A.2. Factos não provados

Com relevo para a decisão, inexistem factos que devam considerar-se não provados.

 

A.3. Fundamentação da matéria de facto provada e não provada

Relativamente à matéria de facto, o tribunal não tem que se pronunciar sobre tudo o que foi alegado pelas partes cabendo-lhe sim o dever de selecionar os factos que importam para a decisão e discriminar a matéria provada da não provada [cfr., artº123º, nº2, do CPPT e artigo 670º, nº 3, do C. Proc.
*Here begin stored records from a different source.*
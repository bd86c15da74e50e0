use num_traits::Num;
use crate::{PenaltyWeights, QpSettings};

/// Smoother parameters.
#[derive(Debug, Clone, PartialEq)]
pub struct SmootherParam
{
    /// Weight of the deviation from the finite-element position estimate.
    pub weight_fem_pos_deviation: f64,
    /// Weight of the path length.
    pub weight_path_length: f64,
    /// Weight of the deviation from the reference points.
    pub weight_ref_deviation: f64,
    /// Weight of the curvature constraint slack variables.
    pub weight_curvature_constraint_slack_var: f64,
    /// Maximum curvature in 1/m. `f64::INFINITY` disables the curvature constraint.
    pub curvature_constraint: f64,

    /// Settings of each QP solve.
    pub qp: QpSettings,

    /// Max number of QP solves, the first one included.
    pub sqp_max_iter: usize,
    /// Tolerance of the relative objective change.
    pub sqp_jtol: f64,
    /// Tolerance of the absolute objective change, used when the previous objective is zero.
    pub sqp_jtol_abs: f64,
    /// Refreshes the warm start by the latest iterate on every outer iteration.
    pub refresh_warm_start: bool,
}

impl Default for SmootherParam
{
    fn default() -> Self
    {
        SmootherParam {
            weight_fem_pos_deviation: 1e2,
            weight_path_length: 1.,
            weight_ref_deviation: 1.,
            weight_curvature_constraint_slack_var: 1e2,
            curvature_constraint: 0.2,

            qp: QpSettings::default(),

            sqp_max_iter: 100,
            sqp_jtol: 1e-4,
            sqp_jtol_abs: 1e-9,
            refresh_warm_start: false,
        }
    }
}

impl SmootherParam
{
    pub fn weights(&self) -> PenaltyWeights
    {
        PenaltyWeights {
            fem_pos_deviation: self.weight_fem_pos_deviation,
            path_length: self.weight_path_length,
            ref_deviation: self.weight_ref_deviation,
            curvature_slack: self.weight_curvature_constraint_slack_var,
        }
    }
}

//

/// Parses an environment variable `e` as a decimal number.
///
/// Returns `None` if `e` is unset or unparsable.
pub fn num_by_env<N: Num + std::fmt::Display>(e: &str) -> Option<N>
{
    if let Some(v) = std::env::var(e).ok()
                     .and_then(|s| {N::from_str_radix(s.trim(), 10).ok()}) {
        log::info!("{}: {}", e, v);
        Some(v)
    }
    else {
        None
    }
}

/// Overrides parameters by environment variables.
///
/// `SQP_MAX_ITER`, `SQP_JTOL`, `QP_MAX_ITER`, `QP_EPS_ACC`, `QP_TIME_LIMIT` and `CURVATURE_CONSTRAINT`
/// are read if set.
pub fn set_par_by_env(p: &mut SmootherParam)
{
    p.sqp_max_iter = num_by_env("SQP_MAX_ITER").unwrap_or(p.sqp_max_iter);
    p.sqp_jtol = num_by_env("SQP_JTOL").unwrap_or(p.sqp_jtol);
    p.qp.max_iter = num_by_env("QP_MAX_ITER").or(p.qp.max_iter);
    p.qp.eps_acc = num_by_env("QP_EPS_ACC").unwrap_or(p.qp.eps_acc);
    p.qp.time_limit = num_by_env("QP_TIME_LIMIT").unwrap_or(p.qp.time_limit);
    p.curvature_constraint = num_by_env("CURVATURE_CONSTRAINT").unwrap_or(p.curvature_constraint);
}

//

#[test]
fn test_set_par_by_env()
{
    let _ = env_logger::builder().is_test(true).try_init();

    std::env::set_var("SQP_MAX_ITER", "7");
    std::env::set_var("QP_MAX_ITER", "1234");
    std::env::set_var("SQP_JTOL", "bad");

    let mut p = SmootherParam::default();
    set_par_by_env(&mut p);

    std::env::remove_var("SQP_MAX_ITER");
    std::env::remove_var("QP_MAX_ITER");
    std::env::remove_var("SQP_JTOL");

    assert_eq!(p.sqp_max_iter, 7);
    assert_eq!(p.qp.max_iter, Some(1234));
    assert_eq!(p.sqp_jtol, SmootherParam::default().sqp_jtol);
    assert_eq!(p.weights().fem_pos_deviation, 1e2);
}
Civil, aplicáveis ex vi artigo 29º, nº 2, alíneas a) e e) do RJAT].

 

Deste modo, os factos pertinentes para o julgamento da causa são escolhidos e recortados em função da sua relevância jurídica a qual é estabelecida em atenção às várias soluções da(s) quest(ão) (ões) de direito [cfr, artigo 596º do CPC, ex vi artigo 29º., alínea e) do RJAT].

 

Por outro lado, segundo o princípio da livre apreciação da prova, o tribunal baseia a sua decisão em relação às provas produzidas na sua íntima convicção tomada a partir do exame e avaliação que faz dos meios de prova aportados ao processo e de acordo com a sua experiência de vida e conhecimento das pessoas (cfr, artº 607º, nº 3 do CPCivil, na redacção que lhe foi conferida pela Lei nº 43/2013, de 26 de Junho)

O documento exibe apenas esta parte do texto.